Azir si concentra particolarmente nel cercare di spiegare la tragicità della divisione, avvenuta tra uomini e donne nel tumulto generale. Le madri con i bambini vengono dirottate verso la base dell’ONU, a sud della città. Si ammassano in più di 20.000 ma solo 3.000 vengono fatti entrare. Altri 2.000 però rompono le reti, e possono considerarsi “salvi”. Purtroppo per poco tempo. Anche tra quelle poche migliaia verrà fatta una selezione: i soldati dell’ONU scelgono i giovani oltre i 13 anni che devono andare a combattere. Gli uomini rimasti in città vengono allontanati per essere interrogati, ma non torneranno più dalle loro famiglie, poiché verranno portati in fabbriche abbandonate, campi o luoghi sperduti. Vengono bendati, fatti voltare, fucilati alle spalle e fatti a pezzi, per potere disperdere i loro corpi in diversi luoghi, così da non farli trovare alle famiglie, nemmeno per una degna sepoltura.

Furono uccise più di 8.000 persone e ancora oggi emergono i corpi dalla terra, nei luoghi più inaspettati. Dispersi, ammassati in fosse comuni e poi trasportati in luoghi diversi, per occultare la barbarie compiuta. Solo l’analisi del DNA può oggi restituire loro una identità.

Ora i corpi ritrovati giacciono nel cimitero dedicato alle vittime della guerra, visitato da migliaia di turisti e forse anche dai sopravvissuti che, fingendo di essere morti, riuscirono a scampare l’eccidio.

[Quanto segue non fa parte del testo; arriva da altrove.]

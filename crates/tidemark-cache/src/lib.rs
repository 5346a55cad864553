//! # tidemark-cache
//!
//! Result and embedding caches for tidemark.
//!
//! Both caches sit on a [`CacheStore`]: Redis when configured, otherwise a
//! bounded in-process LRU. Cache failures never fail a search; they are
//! logged and treated as misses.

pub mod embedding_cache;
pub mod memory_store;
pub mod redis_store;
pub mod search_cache;
pub mod stats;
pub mod store;

use std::sync::Arc;

use tracing::{info, warn};

use tidemark_core::defaults::REDIS_URL;

pub use embedding_cache::EmbeddingCache;
pub use memory_store::MemoryCacheStore;
pub use redis_store::RedisCacheStore;
pub use search_cache::{ttl_for, CachedSearch, SearchCache};
pub use stats::CacheStats;
pub use store::CacheStore;

/// Build the cache store from the environment.
///
/// `REDIS_ENABLED=false` selects the in-process store. Otherwise `REDIS_URL`
/// (default `redis://localhost:6379`) is tried, falling back to the
/// in-process store if Redis cannot be reached.
pub async fn store_from_env() -> Arc<dyn CacheStore> {
    let enabled = std::env::var("REDIS_ENABLED")
        .map(|v| !v.eq_ignore_ascii_case("false") && v != "0")
        .unwrap_or(true);

    if !enabled {
        info!(subsystem = "cache", cache_backend = "memory", "Redis disabled, using in-process cache");
        return Arc::new(MemoryCacheStore::new());
    }

    let url = std::env::var("REDIS_URL").unwrap_or_else(|_| REDIS_URL.to_string());
    match RedisCacheStore::connect(&url).await {
        Ok(store) => Arc::new(store),
        Err(e) => {
            warn!(
                subsystem = "cache",
                error = %e,
                "Redis unavailable, falling back to in-process cache"
            );
            Arc::new(MemoryCacheStore::new())
        }
    }
}
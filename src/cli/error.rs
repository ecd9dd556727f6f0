//! CLI error types and conversions

use crate::api::ApiError;
use crate::downloader::DownloadError;
use crate::pipeline::PipelineError;
use crate::storage::StorageError;

/// CLI errors
#[derive(Debug, thiserror::Error)]
pub enum CliError {
    /// API error
    #[error("API error: {0}")]
    ApiError(#[from] ApiError),

    /// Download error
    #[error("download error: {0}")]
    DownloadError(#[from] DownloadError),

    /// Pipeline error
    #[error("pipeline error: {0}")]
    PipelineError(#[from] PipelineError),

    /// Storage error
    #[error("storage error: {0}")]
    StorageError(#[from] StorageError),

    /// One or more datasets failed after their retries
    #[error("{failed} dataset(s) failed to download")]
    DownloadsFailed {
        /// Number of datasets in the failure report
        failed: usize,
    },

    /// Invalid argument
    #[error("invalid argument: {0}")]
    InvalidArgument(String),

    /// Configuration error
    #[error("configuration error: {0}")]
    ConfigurationError(String),
}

Dopo le parole di Azir, un documentario scuote gli animi dei 350 ragazzi italiani e bosniaci che sono in visita al Memoriale. Alcuni sono bambini. Capiranno davvero la drammaticità di quelle immagini?

Azir non ha dubbi: lo capiscono, perché hanno l’età che avevano i bambini al momento della tragica “selezione”. E lui era uno di quelli, fortunatamente troppo giovane per dover sopportare il fardello della guerra.